§ PROMPT:
The response should consist of every record, reproduced exactly.

(MATERIAL TO PROCESS begins)

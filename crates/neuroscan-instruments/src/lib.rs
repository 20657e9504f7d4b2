//! neuroscan-instruments
//!
//! Screening instrument definitions and the assessment engine. Pure logic,
//! no file or console I/O. Defines the question battery, the response scale,
//! the scoring rule and the risk-tier classification.

pub mod engine;
pub mod error;
pub mod instruments;
pub mod scoring;

use scoring::{Classification, Question, ResponseScale};

/// Trait implemented by each screening instrument.
pub trait Instrument: Send + Sync {
    /// Human-readable name (e.g., "NeuroScan").
    fn name(&self) -> &str;

    /// The ordered questions, numbered from 1.
    fn questions(&self) -> &[Question];

    /// The scale every question is answered on.
    fn scale(&self) -> &ResponseScale;

    /// Map a total score to a risk tier and recommendation.
    fn classify(&self, total_score: u32) -> Classification;

    /// The question whose top-of-scale answer flags frequent memory issues,
    /// if this instrument has one.
    fn memory_flag_question(&self) -> Option<usize> {
        None
    }

    /// Highest total score this instrument can produce.
    fn max_score(&self) -> u32 {
        self.questions().len() as u32 * u32::from(self.scale().max)
    }

    /// Look up a question by its 1-based number.
    fn question(&self, number: usize) -> Option<&Question> {
        number
            .checked_sub(1)
            .and_then(|index| self.questions().get(index))
    }
}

(MATERIAL TO PROCESS ends)

§ WRITTEN RESPONSE:
filename crates/neuroscan-instruments/src/lib.rs
repository 20657e9504f7d4b2
//! neuroscan-instruments
//!
//! Screening instrument definitions and the assessment engine. Pure logic,
//! no file or console I/O. Defines the question battery, the response scale,
//! the scoring rule and the risk-tier classification.

pub mod engine;
pub mod error;
pub mod instruments;
pub mod scoring;

use scoring::{Classification, Question, ResponseScale};

/// Trait implemented by each screening instrument.
pub trait Instrument: Send + Sync {
    /// Human-readable name (e.g., "NeuroScan").
    fn name(&self) -> &str;

    /// The ordered questions, numbered from 1.
    fn questions(&self) -> &[Question];

    /// The scale every question is answered on.
    fn scale(&self) -> &ResponseScale;

    /// Map a total score to a risk tier and recommendation.
    fn classify(&self, total_score: u32) -> Classification;

    /// The question whose top-of-scale answer flags frequent memory issues,
    /// if this instrument has one.
    fn memory_flag_question(&self) -> Option<usize> {
        None
    }

    /// Highest total score this instrument can produce.
    fn max_score(&self) -> u32 {
        self.questions().len() as u32 * u32::from(self.scale().max)
    }

    /// Look up a question by its 1-based number.
    fn question(&self, number: usize) -> Option<&Question> {
        number
            .checked_sub(1)
            .and_then(|index| self.questions().get(index))
    }
}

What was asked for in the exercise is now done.